**Directions for this task**: Copy each line of the records that holds the string "BTreeMap".

Dataset entries

//! Rule-based recommendation scoring.
//!
//! A deterministic, additive sum of independent rule terms starting from a
//! base of 50, clamped to [0, 100]. The rule table is load-bearing for
//! behavioral parity with the deployed system; adjust weights only together
//! with the regression tests below.

use crate::types::{Car, ClientProfile, CreditHistory, Gender, ScoredCar};
use std::cmp::Ordering;

const BASE_SCORE: f64 = 50.0;

/// Score one catalog car against a client profile, in [0, 100].
///
/// Total over well-typed inputs: empty text attributes and absent feature
/// flags simply fail their conditions.
pub fn score(profile: &ClientProfile, car: &Car) -> f64 {
    let mut score = BASE_SCORE;
    let category = car.category.to_lowercase();

    // Age bands
    if profile.age < 25 {
        if car.has_feature("sporty") {
            score += 15.0;
        }
        if matches!(category.as_str(), "hatchback" | "coupe" | "convertible") {
            score += 10.0;
        }
        if car.price > 30_000.0 {
            score -= 10.0;
        }
    } else if profile.age < 40 {
        if car.has_feature("family_friendly") {
            score += 10.0;
        }
        if matches!(category.as_str(), "sedan" | "suv" | "crossover") {
            score += 10.0;
        }
    } else {
        if car.has_feature("luxury") {
            score += 15.0;
        }
        if car.has_feature("comfort") {
            score += 10.0;
        }
        if matches!(category.as_str(), "sedan" | "suv" | "luxury") {
            score += 10.0;
        }
    }

    match profile.gender {
        Gender::Male => {
            if car.has_feature("powerful") {
                score += 5.0;
            }
        }
        Gender::Female => {
            if car.has_feature("fuel_efficient") {
                score += 5.0;
            }
        }
    }

    // Family size
    if profile.family_members > 2 {
        if car.has_feature("family_friendly") {
            score += 15.0;
        }
        if matches!(category.as_str(), "suv" | "minivan" | "wagon") {
            score += 15.0;
        }
        if car.has_feature("spacious") {
            score += 10.0;
        }
    }

    // Job title
    let job = profile.job_title.to_lowercase();
    if job.contains("executive") || job.contains("manager") {
        if car.has_feature("luxury") {
            score += 10.0;
        }
        if car.has_feature("prestige") {
            score += 10.0;
        }
    }

    // Marital status
    if profile.marital_status.eq_ignore_ascii_case("married") {
        if car.has_feature("family_friendly") {
            score += 10.0;
        }
        if car.has_feature("safety") {
            score += 10.0;
        }
    }

    // Student status
    if profile.is_student {
        if car.has_feature("fuel_efficient") {
            score += 15.0;
        }
        if car.has_feature("affordable") {
            score += 15.0;
        }
        if car.price > 20_000.0 {
            score -= 15.0;
        }
    }

    // Ownership history
    if profile.has_car {
        if car.has_feature("upgrade") {
            score += 10.0;
        }
    } else if car.has_feature("entry_level") {
        score += 10.0;
    }

    // A missing credit history is penalized the same as a known-bad one.
    if profile.has_credit != CreditHistory::Yes && car.price > 30_000.0 {
        score -= 10.0;
    }

    score.clamp(0.0, 100.0)
}

/// Rank the catalog for a profile and return the top `min(k, |catalog|)`
/// cars, sorted descending by score with ties broken by ascending car id.
pub fn recommend(profile: &ClientProfile, catalog: &[Car], k: usize) -> Vec<ScoredCar> {
    let mut scored: Vec<ScoredCar> = catalog
        .iter()
        .map(|car| ScoredCar {
            score: score(profile, car),
            car: car.clone(),
        })
        .collect();

    scored.sort_by(|a, b| {
        b.score
            .partial_cmp(&a.score)
            .unwrap_or(Ordering::Equal)
            .then_with(|| a.car.id.cmp(&b.car.id))
    });
    scored.truncate(k);
    scored
}

#[cfg(test)]
mod tests {
    use super::*;
    use std::collections::BTreeMap;

    fn car(id: i64, category: &str, price: f64, features: &[&str]) -> Car {
        Car {
            id,
            name: format!("car-{id}"),
            brand: "Testa".into(),
            model: format!("T{id}"),
            price,
            year: 2023,
            category: category.into(),
            features: features.iter().map(|f| (f.to_string(), true)).collect(),
            image_url: None,
        }
    }

    fn profile(age: i32, gender: Gender) -> ClientProfile {
        ClientProfile {
            client_id: 1,
            age,
            gender,
            family_members: 0,
            marital_status: String::new(),
            job_title: String::new(),
            has_car: false,
            has_credit: CreditHistory::Unknown,
            is_student: false,
            budget: None,
        }
    }

    #[test]
    fn test_student_hatchback_clamps_at_100() {
        // 50 + 10 (hatchback) + 15 (student/fuel_efficient) + 15 (student/affordable)
        //    + 10 (entry_level) + 5 (female/fuel_efficient) = 105 -> 100
        let mut p = profile(22, Gender::Female);
        p.family_members = 1;
        p.is_student = true;
        let c = car(
            1,
            "hatchback",
            18_000.0,
            &["fuel_efficient", "affordable", "entry_level"],
        );
        assert_eq!(score(&p, &c), 100.0);
    }

    #[test]
    fn test_base_score_for_neutral_pair() {
        // No rule fires for a 30-year-old against a featureless coupe.
        let p = profile(30, Gender::Male);
        let c = car(1, "coupe", 25_000.0, &[]);
        assert_eq!(score(&p, &c), BASE_SCORE);
    }

    #[test]
    fn test_young_client_rules() {
        let p = profile(22, Gender::Male);
        // 50 + 15 (sporty) + 10 (coupe) - 10 (price > 30k) - 10 (no credit history) = 55
        let c = car(1, "Coupe", 35_000.0, &["sporty"]);
        assert_eq!(score(&p, &c), 55.0);
    }

    #[test]
    fn test_middle_age_band() {
        let p = profile(39, Gender::Male);
        // 50 + 10 (family_friendly) + 10 (suv) = 70
        let c = car(1, "SUV", 28_000.0, &["family_friendly"]);
        assert_eq!(score(&p, &c), 70.0);

        // Age 40 falls into the senior band instead.
        let p40 = profile(40, Gender::Male);
        // 50 + 10 (suv category in senior band) = 60
        assert_eq!(score(&p40, &c), 60.0);
    }

    #[test]
    fn test_senior_luxury_rules() {
        let mut p = profile(55, Gender::Male);
        p.has_credit = CreditHistory::Yes;
        // 50 + 15 (luxury) + 10 (comfort) + 10 (sedan) + 5 (male/powerful) = 90
        let c = car(1, "sedan", 60_000.0, &["luxury", "comfort", "powerful"]);
        assert_eq!(score(&p, &c), 90.0);
    }

    #[test]
    fn test_large_family_rules() {
        let mut p = profile(35, Gender::Female);
        p.family_members = 4;
        // 50 + 10 (family_friendly, mid band) + 15 (family/family_friendly)
        //    + 15 (minivan) + 10 (spacious) = 100
        let c = car(1, "minivan", 30_000.0, &["family_friendly", "spacious"]);
        assert_eq!(score(&p, &c), 100.0);
    }

    #[test]
    fn test_job_title_substring_case_insensitive() {
        let mut p = profile(45, Gender::Male);
        p.job_title = "Senior Sales MANAGER".into();
        p.has_credit = CreditHistory::Yes;
        // 50 + 15 (luxury, senior band) + 10 (job/luxury) + 10 (job/prestige) = 85
        let c = car(1, "coupe", 80_000.0, &["luxury", "prestige"]);
        assert_eq!(score(&p, &c), 85.0);
    }

    #[test]
    fn test_empty_text_attributes_never_fire() {
        let p = profile(30, Gender::Male);
        assert!(p.job_title.is_empty() && p.marital_status.is_empty());
        let c = car(1, "coupe", 10_000.0, &["luxury", "prestige", "safety"]);
        // None of the job or marital rules may fire.
        assert_eq!(score(&p, &c), BASE_SCORE);
    }

    #[test]
    fn test_married_rules() {
        let mut p = profile(30, Gender::Male);
        p.marital_status = "Married".into();
        // 50 + 10 (family_friendly, mid band) + 10 (married/family_friendly)
        //    + 10 (married/safety) = 80
        let c = car(1, "wagon", 22_000.0, &["family_friendly", "safety"]);
        assert_eq!(score(&p, &c), 80.0);
    }

    #[test]
    fn test_credit_unknown_penalized_like_no() {
        let base = car(1, "coupe", 45_000.0, &[]);
        let mut p = profile(30, Gender::Male);

        p.has_credit = CreditHistory::Unknown;
        let unknown = score(&p, &base);
        p.has_credit = CreditHistory::No;
        let no = score(&p, &base);
        p.has_credit = CreditHistory::Yes;
        let yes = score(&p, &base);

        assert_eq!(unknown, no);
        assert_eq!(yes, no + 10.0);
    }

    #[test]
    fn test_ownership_rules_are_exclusive() {
        let c = car(1, "coupe", 15_000.0, &["upgrade", "entry_level"]);
        let mut p = profile(30, Gender::Male);

        p.has_car = true;
        assert_eq!(score(&p, &c), 60.0); // upgrade only
        p.has_car = false;
        assert_eq!(score(&p, &c), 60.0); // entry_level only
    }

    #[test]
    fn test_score_always_in_range() {
        let profiles = [
            profile(18, Gender::Female),
            profile(30, Gender::Male),
            profile(70, Gender::Female),
            {
                let mut p = profile(22, Gender::Male);
                p.is_student = true;
                p
            },
        ];
        let cars = [
            car(1, "hatchback", 5_000.0, &["sporty", "affordable", "fuel_efficient"]),
            car(2, "luxury", 250_000.0, &["luxury", "prestige", "comfort", "powerful"]),
            car(3, "", 0.0, &[]),
        ];
        for p in &profiles {
            for c in &cars {
                let s = score(p, c);
                assert!((0.0..=100.0).contains(&s), "score {s} out of range");
            }
        }
    }

    #[test]
    fn test_recommend_orders_and_truncates() {
        let p = profile(22, Gender::Female);
        let catalog = vec![
            car(1, "sedan", 50_000.0, &[]),
            car(2, "hatchback", 15_000.0, &["sporty"]),
            car(3, "coupe", 18_000.0, &[]),
        ];

        let top = recommend(&p, &catalog, 2);
        assert_eq!(top.len(), 2);
        assert_eq!(top[0].car.id, 2);
        assert_eq!(top[1].car.id, 3);
        assert!(top[0].score >= top[1].score);

        // k larger than the catalog returns everything.
        let all = recommend(&p, &catalog, 10);
        assert_eq!(all.len(), 3);
        assert!(all.windows(2).all(|w| w[0].score >= w[1].score));
    }

    #[test]
    fn test_recommend_tie_breaks_by_ascending_id() {
        let p = profile(30, Gender::Male);
        // Identical cars, identical scores: ascending id order.
        let catalog = vec![
            car(9, "coupe", 25_000.0, &[]),
            car(4, "coupe", 25_000.0, &[]),
            car(7, "coupe", 25_000.0, &[]),
        ];
        let ranked = recommend(&p, &catalog, 3);
        let ids: Vec<i64> = ranked.iter().map(|s| s.car.id).collect();
        assert_eq!(ids, vec![4, 7, 9]);
    }

    #[test]
    fn test_recommend_empty_catalog() {
        let p = profile(30, Gender::Male);
        assert!(recommend(&p, &[], 5).is_empty());
    }

    #[test]
    fn test_recommend_deterministic() {
        let p = profile(28, Gender::Female);
        let catalog: Vec<Car> = (0..20)
            .map(|i| {
                let mut features = BTreeMap::new();
                features.insert("fuel_efficient".to_string(), i % 2 == 0);
                features.insert("family_friendly".to_string(), i % 3 == 0);
                Car {
                    features,
                    ..car(i, "sedan", 10_000.0 + 1_000.0 * i as f64, &[])
                }
            })
            .collect();

        let first = recommend(&p, &catalog, 5);
        let second = recommend(&p, &catalog, 5);
        let ids = |v: &[ScoredCar]| v.iter().map(|s| s.car.id).collect::<Vec<_>>();
        assert_eq!(ids(&first), ids(&second));
    }
}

**Output**:
    use std::collections::BTreeMap;
                let mut features = BTreeMap::new();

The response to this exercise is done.